TASK GOAL: Examine the material below and count the lines that hold the word "ChoiceSource". Report only the number.

RECORDS SUPPLIED:
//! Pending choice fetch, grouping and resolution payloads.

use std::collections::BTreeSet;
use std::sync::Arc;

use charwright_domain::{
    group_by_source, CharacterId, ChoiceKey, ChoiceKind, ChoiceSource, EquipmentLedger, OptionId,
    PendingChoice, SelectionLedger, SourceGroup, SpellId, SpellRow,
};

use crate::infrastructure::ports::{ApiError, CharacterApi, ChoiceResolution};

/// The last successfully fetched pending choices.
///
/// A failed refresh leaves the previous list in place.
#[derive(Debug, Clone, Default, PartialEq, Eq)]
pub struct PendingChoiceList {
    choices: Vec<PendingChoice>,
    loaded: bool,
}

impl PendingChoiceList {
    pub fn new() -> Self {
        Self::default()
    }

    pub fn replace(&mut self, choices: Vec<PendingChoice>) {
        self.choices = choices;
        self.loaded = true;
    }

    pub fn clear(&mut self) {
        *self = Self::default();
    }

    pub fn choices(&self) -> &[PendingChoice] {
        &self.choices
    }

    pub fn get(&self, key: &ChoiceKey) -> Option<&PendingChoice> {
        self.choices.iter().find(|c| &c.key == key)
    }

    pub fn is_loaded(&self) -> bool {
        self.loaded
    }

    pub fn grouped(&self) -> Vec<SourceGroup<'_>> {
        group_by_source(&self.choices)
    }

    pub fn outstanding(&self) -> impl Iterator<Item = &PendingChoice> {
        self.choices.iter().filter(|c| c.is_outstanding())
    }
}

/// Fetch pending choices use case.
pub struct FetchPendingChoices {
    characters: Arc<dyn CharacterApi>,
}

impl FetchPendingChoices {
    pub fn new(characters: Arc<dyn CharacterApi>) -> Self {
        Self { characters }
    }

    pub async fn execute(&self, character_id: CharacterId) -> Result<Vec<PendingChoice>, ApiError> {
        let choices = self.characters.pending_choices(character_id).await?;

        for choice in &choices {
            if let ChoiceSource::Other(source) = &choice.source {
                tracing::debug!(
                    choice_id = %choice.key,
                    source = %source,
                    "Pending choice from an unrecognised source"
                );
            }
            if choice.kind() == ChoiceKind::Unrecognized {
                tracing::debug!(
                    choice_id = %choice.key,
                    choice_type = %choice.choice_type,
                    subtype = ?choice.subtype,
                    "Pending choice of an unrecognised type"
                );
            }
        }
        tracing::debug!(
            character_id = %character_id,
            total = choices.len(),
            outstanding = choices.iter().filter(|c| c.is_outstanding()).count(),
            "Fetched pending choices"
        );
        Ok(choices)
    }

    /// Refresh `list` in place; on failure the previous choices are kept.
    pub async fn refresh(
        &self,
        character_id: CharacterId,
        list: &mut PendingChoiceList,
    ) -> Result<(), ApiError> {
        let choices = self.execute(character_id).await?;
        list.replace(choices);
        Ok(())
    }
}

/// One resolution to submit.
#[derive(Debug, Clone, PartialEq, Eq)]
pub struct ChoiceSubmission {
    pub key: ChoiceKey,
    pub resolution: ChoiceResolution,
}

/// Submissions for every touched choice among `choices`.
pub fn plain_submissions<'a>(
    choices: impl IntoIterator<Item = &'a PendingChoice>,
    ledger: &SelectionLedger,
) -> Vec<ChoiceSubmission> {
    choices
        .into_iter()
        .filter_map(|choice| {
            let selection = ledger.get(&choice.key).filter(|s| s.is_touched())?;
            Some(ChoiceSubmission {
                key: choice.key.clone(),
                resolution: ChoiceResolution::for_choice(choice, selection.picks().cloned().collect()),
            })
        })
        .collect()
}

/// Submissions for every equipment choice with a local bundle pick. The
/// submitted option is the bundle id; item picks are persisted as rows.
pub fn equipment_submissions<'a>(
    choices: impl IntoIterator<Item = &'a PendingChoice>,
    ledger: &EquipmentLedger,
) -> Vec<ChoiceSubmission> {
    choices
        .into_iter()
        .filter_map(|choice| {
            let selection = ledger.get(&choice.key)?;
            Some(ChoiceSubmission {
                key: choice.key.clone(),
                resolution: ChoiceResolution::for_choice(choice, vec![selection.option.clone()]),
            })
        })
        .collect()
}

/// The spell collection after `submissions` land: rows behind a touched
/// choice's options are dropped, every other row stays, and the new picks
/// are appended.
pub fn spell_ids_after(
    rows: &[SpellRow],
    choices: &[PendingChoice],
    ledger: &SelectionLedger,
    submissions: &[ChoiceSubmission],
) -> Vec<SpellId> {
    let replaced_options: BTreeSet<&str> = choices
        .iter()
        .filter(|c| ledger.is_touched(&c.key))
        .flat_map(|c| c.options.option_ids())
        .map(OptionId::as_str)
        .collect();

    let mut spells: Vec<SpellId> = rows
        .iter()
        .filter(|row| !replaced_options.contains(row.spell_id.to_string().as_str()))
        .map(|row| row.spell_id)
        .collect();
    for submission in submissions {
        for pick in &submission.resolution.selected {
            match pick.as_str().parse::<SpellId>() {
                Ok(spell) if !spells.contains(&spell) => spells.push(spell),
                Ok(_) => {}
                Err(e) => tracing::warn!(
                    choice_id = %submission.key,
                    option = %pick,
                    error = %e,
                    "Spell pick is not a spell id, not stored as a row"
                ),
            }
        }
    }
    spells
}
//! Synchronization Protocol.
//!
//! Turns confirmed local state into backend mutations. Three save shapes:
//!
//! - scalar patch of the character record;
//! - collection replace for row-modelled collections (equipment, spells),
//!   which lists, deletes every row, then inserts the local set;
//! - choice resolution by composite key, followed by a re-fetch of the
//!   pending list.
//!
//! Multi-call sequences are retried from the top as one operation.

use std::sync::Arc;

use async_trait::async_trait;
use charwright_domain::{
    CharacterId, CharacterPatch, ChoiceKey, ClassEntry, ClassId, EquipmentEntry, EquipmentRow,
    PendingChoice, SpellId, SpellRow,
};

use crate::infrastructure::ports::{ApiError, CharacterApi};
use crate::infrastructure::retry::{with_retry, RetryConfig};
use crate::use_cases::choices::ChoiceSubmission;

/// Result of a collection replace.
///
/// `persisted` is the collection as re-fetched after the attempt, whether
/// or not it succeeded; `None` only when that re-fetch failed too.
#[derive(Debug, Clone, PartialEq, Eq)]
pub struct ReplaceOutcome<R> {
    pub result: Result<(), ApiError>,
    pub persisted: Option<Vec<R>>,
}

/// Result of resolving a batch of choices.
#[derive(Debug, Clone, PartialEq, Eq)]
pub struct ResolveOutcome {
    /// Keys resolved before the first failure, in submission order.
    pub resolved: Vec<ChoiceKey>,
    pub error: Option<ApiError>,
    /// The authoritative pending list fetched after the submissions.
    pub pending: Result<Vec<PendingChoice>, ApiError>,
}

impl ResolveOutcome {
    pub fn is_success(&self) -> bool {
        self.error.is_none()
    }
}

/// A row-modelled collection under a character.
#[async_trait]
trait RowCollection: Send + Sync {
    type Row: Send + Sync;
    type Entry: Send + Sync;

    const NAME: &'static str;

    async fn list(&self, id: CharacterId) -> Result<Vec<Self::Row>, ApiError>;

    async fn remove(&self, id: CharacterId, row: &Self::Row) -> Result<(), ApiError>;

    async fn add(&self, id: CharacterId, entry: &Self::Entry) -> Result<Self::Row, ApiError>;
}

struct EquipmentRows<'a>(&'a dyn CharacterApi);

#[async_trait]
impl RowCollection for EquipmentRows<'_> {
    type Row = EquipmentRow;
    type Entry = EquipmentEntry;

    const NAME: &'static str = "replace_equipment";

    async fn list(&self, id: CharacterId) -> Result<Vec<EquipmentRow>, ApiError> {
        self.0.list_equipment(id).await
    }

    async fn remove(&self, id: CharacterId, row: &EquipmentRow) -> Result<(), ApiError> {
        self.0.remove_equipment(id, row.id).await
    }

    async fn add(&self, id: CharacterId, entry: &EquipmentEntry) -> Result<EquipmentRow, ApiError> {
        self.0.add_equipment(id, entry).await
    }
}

RESPONSE AREA: 2